Dataset items

• • • •

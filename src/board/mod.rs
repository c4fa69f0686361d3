//! Board representation for Renju

pub mod board;
pub mod grid;
pub mod line;


use std::fmt;
use std::str::FromStr;

use thiserror::Error;

// Re-exports
pub use board::Board;
pub use grid::PackedGrid;
pub use line::{Line, Orientation, ANCHOR, LINE_LEN};

/// Board size (15x15)
pub const BOARD_SIZE: usize = 15;
pub const TOTAL_CELLS: usize = BOARD_SIZE * BOARD_SIZE; // 225

/// The only legal opening point
pub const CENTER: Pos = Pos { x: 7, y: 7 };

/// Intersection state
///
/// `OutOfBoard` is never stored; it is what boundary queries return.
#[derive(Debug, Clone, Copy, PartialEq, Eq, Hash)]
pub enum Stone {
    Empty,
    Black,
    White,
    OutOfBoard,
}

impl Stone {
    /// Get opponent color
    #[inline]
    pub fn opponent(self) -> Stone {
        match self {
            Stone::Black => Stone::White,
            Stone::White => Stone::Black,
            other => other,
        }
    }

    /// Two-bit code used by the packed grid and encoded lines
    #[inline]
    pub const fn code(self) -> u32 {
        match self {
            Stone::Empty => 0b00,
            Stone::Black => 0b01,
            Stone::White => 0b10,
            Stone::OutOfBoard => 0b11,
        }
    }

    #[inline]
    pub const fn from_code(code: u32) -> Stone {
        match code & 0b11 {
            0b00 => Stone::Empty,
            0b01 => Stone::Black,
            0b10 => Stone::White,
            _ => Stone::OutOfBoard,
        }
    }
}

impl fmt::Display for Stone {
    fn fmt(&self, f: &mut fmt::Formatter<'_>) -> fmt::Result {
        let name = match self {
            Stone::Empty => "Empty",
            Stone::Black => "Black",
            Stone::White => "White",
            Stone::OutOfBoard => "OutOfBoard",
        };
        f.write_str(name)
    }
}

/// Position on the board
///
/// `x` is the column and `y` the row, both in `0..15`. The value 15 on either
/// axis marks a position off the board; [`Pos::NULL`] is the canonical one.
#[derive(Debug, Clone, Copy, PartialEq, Eq, Hash)]
pub struct Pos {
    pub x: u8,
    pub y: u8,
}

impl Pos {
    /// "No position"
    pub const NULL: Pos = Pos { x: 15, y: 15 };

    #[inline]
    pub fn new(x: u8, y: u8) -> Self {
        debug_assert!(x <= BOARD_SIZE as u8 && y <= BOARD_SIZE as u8);
        Self { x, y }
    }

    #[inline]
    pub fn is_null(self) -> bool {
        !self.on_board()
    }

    #[inline]
    pub fn on_board(self) -> bool {
        (self.x as usize) < BOARD_SIZE && (self.y as usize) < BOARD_SIZE
    }

    #[inline]
    pub fn to_index(self) -> usize {
        self.y as usize * BOARD_SIZE + self.x as usize
    }

    #[inline]
    pub fn from_index(idx: usize) -> Self {
        Self {
            x: (idx % BOARD_SIZE) as u8,
            y: (idx / BOARD_SIZE) as u8,
        }
    }

    #[inline]
    pub fn is_valid(x: i32, y: i32) -> bool {
        x >= 0 && x < BOARD_SIZE as i32 && y >= 0 && y < BOARD_SIZE as i32
    }

    /// Step `(dx, dy)` away from this position, or `Pos::NULL` when that
    /// leaves the board.
    #[inline]
    pub fn offset(self, dx: i32, dy: i32) -> Pos {
        if self.is_null() {
            return Pos::NULL;
        }
        let x = self.x as i32 + dx;
        let y = self.y as i32 + dy;
        if Pos::is_valid(x, y) {
            Pos::new(x as u8, y as u8)
        } else {
            Pos::NULL
        }
    }
}

impl PartialOrd for Pos {
    fn partial_cmp(&self, other: &Self) -> Option<std::cmp::Ordering> {
        Some(self.cmp(other))
    }
}

impl Ord for Pos {
    fn cmp(&self, other: &Self) -> std::cmp::Ordering {
        (self.y, self.x).cmp(&(other.y, other.x))
    }
}

/// Coordinates are written column letter first, then the 1-based row: `h8`.
impl fmt::Display for Pos {
    fn fmt(&self, f: &mut fmt::Formatter<'_>) -> fmt::Result {
        if self.is_null() {
            return write!(f, "null");
        }
        write!(f, "{}{}", (b'a' + self.x) as char, self.y + 1)
    }
}

#[derive(Debug, Clone, PartialEq, Eq, Error)]
pub enum ParsePosError {
    #[error("empty coordinate")]
    Empty,
    #[error("column '{0}' is outside a-o")]
    BadColumn(char),
    #[error("row '{0}' is outside 1-15")]
    BadRow(String),
}

impl FromStr for Pos {
    type Err = ParsePosError;

    fn from_str(s: &str) -> Result<Self, Self::Err> {
        let s = s.trim();
        let mut chars = s.chars();
        let col = chars.next().ok_or(ParsePosError::Empty)?;
        let lower = col.to_ascii_lowercase();
        if !('a'..='o').contains(&lower) {
            return Err(ParsePosError::BadColumn(col));
        }

        let rest = chars.as_str();
        let row: u8 = rest
            .parse()
            .map_err(|_| ParsePosError::BadRow(rest.to_string()))?;
        if !(1..=BOARD_SIZE as u8).contains(&row) {
            return Err(ParsePosError::BadRow(rest.to_string()));
        }

        Ok(Pos::new(lower as u8 - b'a', row - 1))
    }
}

• • • •

Scan the records for the string "grid" and show every line that contains it.

pub mod grid;
pub use grid::PackedGrid;
    /// Two-bit code used by the packed grid and encoded lines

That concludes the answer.